┌─ Source records

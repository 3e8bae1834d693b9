//! Agent runner module.
//!
//! The tool-calling loop for one user turn, independent of chat and session
//! concerns.

use super::registry::ToolRegistry;
use super::tool_bridge::execute_tool_calls;
use crate::config::{
    AGENT_MAX_ITERATIONS, EMPTY_REPLY_FALLBACK, ITERATION_CAP_FALLBACK, TOOL_TIMEOUT_SECS,
};
use crate::llm::{LlmError, LlmProvider, LlmResponse, Message};
use std::time::{Duration, Instant};
use tracing::{debug, info, warn};

/// Limits for one turn
#[derive(Debug, Clone)]
pub struct RunnerConfig {
    /// Maximum adapter calls per turn
    pub max_iterations: usize,
    /// Timeout for each tool execution
    pub tool_timeout: Duration,
}

impl Default for RunnerConfig {
    fn default() -> Self {
        Self {
            max_iterations: AGENT_MAX_ITERATIONS,
            tool_timeout: Duration::from_secs(TOOL_TIMEOUT_SECS),
        }
    }
}

/// What a turn produced
#[derive(Debug, Clone, PartialEq, Eq)]
pub struct TurnOutcome {
    /// Reply for the user
    pub text: String,
    /// Adapter calls made
    pub llm_calls: usize,
    /// Tool calls processed
    pub tool_executions: usize,
    /// The turn ended on the iteration cap
    pub hit_iteration_cap: bool,
}

/// Drive one turn to a final answer.
///
/// `transcript` holds the prior conversation plus the new user message.
/// Assistant tool-call turns and their tool results are appended to it as
/// the loop runs.
///
/// # Errors
///
/// Adapter failures propagate unchanged. Tool failures never do: they are
/// fed back to the model as error results.
pub async fn run_turn(
    llm: &dyn LlmProvider,
    system_prompt: &str,
    transcript: &mut Vec<Message>,
    registry: &ToolRegistry,
    config: &RunnerConfig,
) -> Result<TurnOutcome, LlmError> {
    let tools = registry.all_tools();
    let mut tool_executions = 0;

    for iteration in 1..=config.max_iterations {
        let started = Instant::now();
        let response = llm.generate(system_prompt, transcript, &tools).await?;
        debug!(
            iteration,
            provider = llm.name(),
            duration_ms = started.elapsed().as_millis(),
            "Model responded"
        );

        match response {
            LlmResponse::FinalMessage(text) => {
                info!(iteration, tool_executions, "Turn complete");
                let text = if text.trim().is_empty() {
                    EMPTY_REPLY_FALLBACK.to_string()
                } else {
                    text
                };
                return Ok(TurnOutcome {
                    text,
                    llm_calls: iteration,
                    tool_executions,
                    hit_iteration_cap: false,
                });
            }
            LlmResponse::ToolCalls(calls) if iteration == config.max_iterations => {
                warn!(
                    iteration,
                    pending = calls.len(),
                    "Iteration cap reached with tool calls pending"
                );
            }
            LlmResponse::ToolCalls(calls) => {
                debug!(iteration, count = calls.len(), "Model requested tools");
                transcript.push(Message::assistant_with_tools("", calls.clone()));
                tool_executions +=
                    execute_tool_calls(calls, registry, config.tool_timeout, transcript).await;
            }
        }
    }

    Ok(TurnOutcome {
        text: ITERATION_CAP_FALLBACK.to_string(),
        llm_calls: config.max_iterations,
        tool_executions,
        hit_iteration_cap: true,
    })
}

#[cfg(test)]
mod tests {
    use super::*;
    use crate::llm::{MockLlmProvider, ToolCall};
    use serde_json::json;

    fn config(max_iterations: usize) -> RunnerConfig {
        RunnerConfig {
            max_iterations,
            tool_timeout: Duration::from_secs(1),
        }
    }

    #[tokio::test]
    async fn test_final_message_needs_one_call() {
        let mut llm = MockLlmProvider::new();
        llm.expect_name().return_const("mock");
        llm.expect_generate()
            .times(1)
            .returning(|_, _, _| Ok(LlmResponse::FinalMessage("Hi!".to_string())));

        let mut transcript = vec![Message::user("hello")];
        let outcome = run_turn(&llm, "sys", &mut transcript, &ToolRegistry::new(), &config(5))
            .await
            .unwrap_or_else(|e| panic!("turn failed: {e}"));

        assert_eq!(outcome.text, "Hi!");
        assert_eq!((outcome.llm_calls, outcome.tool_executions), (1, 0));
        assert_eq!(transcript.len(), 1);
    }

    #[tokio::test]
    async fn test_empty_reply_becomes_done() {
        let mut llm = MockLlmProvider::new();
        llm.expect_name().return_const("mock");
        llm.expect_generate()
            .returning(|_, _, _| Ok(LlmResponse::FinalMessage("  ".to_string())));

        let mut transcript = vec![Message::user("add it")];
        let outcome = run_turn(&llm, "sys", &mut transcript, &ToolRegistry::new(), &config(5))
            .await
            .unwrap_or_else(|e| panic!("turn failed: {e}"));
        assert_eq!(outcome.text, "Done!");
    }

    #[tokio::test]
    async fn test_cap_stops_without_running_last_calls() {
        let mut llm = MockLlmProvider::new();
        llm.expect_name().return_const("mock");
        llm.expect_generate().times(2).returning(|_, _, _| {
            Ok(LlmResponse::ToolCalls(vec![ToolCall::new(
                "c",
                "missing_tool",
                json!({}),
            )]))
        });

        let mut transcript = vec![Message::user("loop")];
        let outcome = run_turn(&llm, "sys", &mut transcript, &ToolRegistry::new(), &config(2))
            .await
            .unwrap_or_else(|e| panic!("turn failed: {e}"));

        assert!(outcome.hit_iteration_cap);
        assert_eq!(outcome.text, ITERATION_CAP_FALLBACK);
        assert_eq!((outcome.llm_calls, outcome.tool_executions), (2, 1));
        // user, assistant with calls, tool result
        assert_eq!(transcript.len(), 3);
        assert!(transcript[2].content.contains("Unknown tool: missing_tool"));
    }

    #[tokio::test]
    async fn test_adapter_error_propagates() {
        let mut llm = MockLlmProvider::new();
        llm.expect_name().return_const("mock");
        llm.expect_generate()
            .times(1)
            .returning(|_, _, _| Err(LlmError::NetworkError("connection reset".to_string())));

        let mut transcript = vec![Message::user("hello")];
        let result =
            run_turn(&llm, "sys", &mut transcript, &ToolRegistry::new(), &config(5)).await;
        assert!(matches!(result, Err(LlmError::NetworkError(_))));
    }
}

└─

• **Work item**:
Would you repeat the records above without any changes?

• **Exercise response**:
repository 3e8bae1834d693b9
//! Agent runner module.
//!
//! The tool-calling loop for one user turn, independent of chat and session
//! concerns.

use super::registry::ToolRegistry;
use super::tool_bridge::execute_tool_calls;
use crate::config::{
    AGENT_MAX_ITERATIONS, EMPTY_REPLY_FALLBACK, ITERATION_CAP_FALLBACK, TOOL_TIMEOUT_SECS,
};
use crate::llm::{LlmError, LlmProvider, LlmResponse, Message};
use std::time::{Duration, Instant};
use tracing::{debug, info, warn};

/// Limits for one turn
#[derive(Debug, Clone)]
pub struct RunnerConfig {
    /// Maximum adapter calls per turn
    pub max_iterations: usize,
    /// Timeout for each tool execution
    pub tool_timeout: Duration,
}

impl Default for RunnerConfig {
    fn default() -> Self {
        Self {
            max_iterations: AGENT_MAX_ITERATIONS,
            tool_timeout: Duration::from_secs(TOOL_TIMEOUT_SECS),
        }
    }
}

/// What a turn produced
#[derive(Debug, Clone, PartialEq, Eq)]
pub struct TurnOutcome {
    /// Reply for the user
    pub text: String,
    /// Adapter calls made
    pub llm_calls: usize,
    /// Tool calls processed
    pub tool_executions: usize,
    /// The turn ended on the iteration cap
    pub hit_iteration_cap: bool,
}

/// Drive one turn to a final answer.
///
/// `transcript` holds the prior conversation plus the new user message.
/// Assistant tool-call turns and their tool results are appended to it as
/// the loop runs.
///
/// # Errors
///
/// Adapter failures propagate unchanged. Tool failures never do: they are
/// fed back to the model as error results.
pub async fn run_turn(
    llm: &dyn LlmProvider,
    system_prompt: &str,
    transcript: &mut Vec<Message>,
    registry: &ToolRegistry,
    config: &RunnerConfig,
) -> Result<TurnOutcome, LlmError> {
    let tools = registry.all_tools();
    let mut tool_executions = 0;

    for iteration in 1..=config.max_iterations {
        let started = Instant::now();
        let response = llm.generate(system_prompt, transcript, &tools).await?;
        debug!(
            iteration,
            provider = llm.name(),
            duration_ms = started.elapsed().as_millis(),
            "Model responded"
        );

        match response {
            LlmResponse::FinalMessage(text) => {
                info!(iteration, tool_executions, "Turn complete");
                let text = if text.trim().is_empty() {
                    EMPTY_REPLY_FALLBACK.to_string()
                } else {
                    text
                };
                return Ok(TurnOutcome {
                    text,
                    llm_calls: iteration,
                    tool_executions,
                    hit_iteration_cap: false,
                });
            }
            LlmResponse::ToolCalls(calls) if iteration == config.max_iterations => {
                warn!(
                    iteration,
                    pending = calls.len(),
                    "Iteration cap reached with tool calls pending"
                );
            }
            LlmResponse::ToolCalls(calls) => {
                debug!(iteration, count = calls.len(), "Model requested tools");
                transcript.push(Message::assistant_with_tools("", calls.clone()));
                tool_executions +=
                    execute_tool_calls(calls, registry, config.tool_timeout, transcript).await;
            }
        }
    }

    Ok(TurnOutcome {
        text: ITERATION_CAP_FALLBACK.to_string(),
        llm_calls: config.max_iterations,
        tool_executions,
        hit_iteration_cap: true,
    })
}

#[cfg(test)]
mod tests {
    use super::*;
    use crate::llm::{MockLlmProvider, ToolCall};
    use serde_json::json;

    fn config(max_iterations: usize) -> RunnerConfig {
        RunnerConfig {
            max_iterations,
            tool_timeout: Duration::from_secs(1),
        }
    }

    #[tokio::test]
    async fn test_final_message_needs_one_call() {
        let mut llm = MockLlmProvider::new();
        llm.expect_name().return_const("mock");
        llm.expect_generate()
            .times(1)
            .returning(|_, _, _| Ok(LlmResponse::FinalMessage("Hi!".to_string())));

        let mut transcript = vec![Message::user("hello")];
        let outcome = run_turn(&llm, "sys", &mut transcript, &ToolRegistry::new(), &config(5))
            .await
            .unwrap_or_else(|e| panic!("turn failed: {e}"));

        assert_eq!(outcome.text, "Hi!");
        assert_eq!((outcome.llm_calls, outcome.tool_executions), (1, 0));
        assert_eq!(transcript.len(), 1);
    }

    #[tokio::test]
    async fn test_empty_reply_becomes_done() {
        let mut llm = MockLlmProvider::new();
        llm.expect_name().return_const("mock");
        llm.expect_generate()
            .returning(|_, _, _| Ok(LlmResponse::FinalMessage("  ".to_string())));

        let mut transcript = vec![Message::user("add it")];
        let outcome = run_turn(&llm, "sys", &mut transcript, &ToolRegistry::new(), &config(5))
            .await
            .unwrap_or_else(|e| panic!("turn failed: {e}"));
        assert_eq!(outcome.text, "Done!");
    }

    #[tokio::test]
    async fn test_cap_stops_without_running_last_calls() {
        let mut llm = MockLlmProvider::new();
        llm.expect_name().return_const("mock");
        llm.expect_generate().times(2).returning(|_, _, _| {
            Ok(LlmResponse::ToolCalls(vec![ToolCall::new(
                "c",
                "missing_tool",
                json!({}),
            )]))
        });

        let mut transcript = vec![Message::user("loop")];
        let outcome = run_turn(&llm, "sys", &mut transcript, &ToolRegistry::new(), &config(2))
            .await
            .unwrap_or_else(|e| panic!("turn failed: {e}"));

        assert!(outcome.hit_iteration_cap);
        assert_eq!(outcome.text, ITERATION_CAP_FALLBACK);
        assert_eq!((outcome.llm_calls, outcome.tool_executions), (2, 1));
        // user, assistant with calls, tool result
        assert_eq!(transcript.len(), 3);
        assert!(transcript[2].content.contains("Unknown tool: missing_tool"));
    }

    #[tokio::test]
    async fn test_adapter_error_propagates() {
        let mut llm = MockLlmProvider::new();
        llm.expect_name().return_const("mock");
        llm.expect_generate()
            .times(1)
            .returning(|_, _, _| Err(LlmError::NetworkError("connection reset".to_string())));

        let mut transcript = vec![Message::user("hello")];
        let result =
            run_turn(&llm, "sys", &mut transcript, &ToolRegistry::new(), &config(5)).await;
        assert!(matches!(result, Err(LlmError::NetworkError(_))));
    }
}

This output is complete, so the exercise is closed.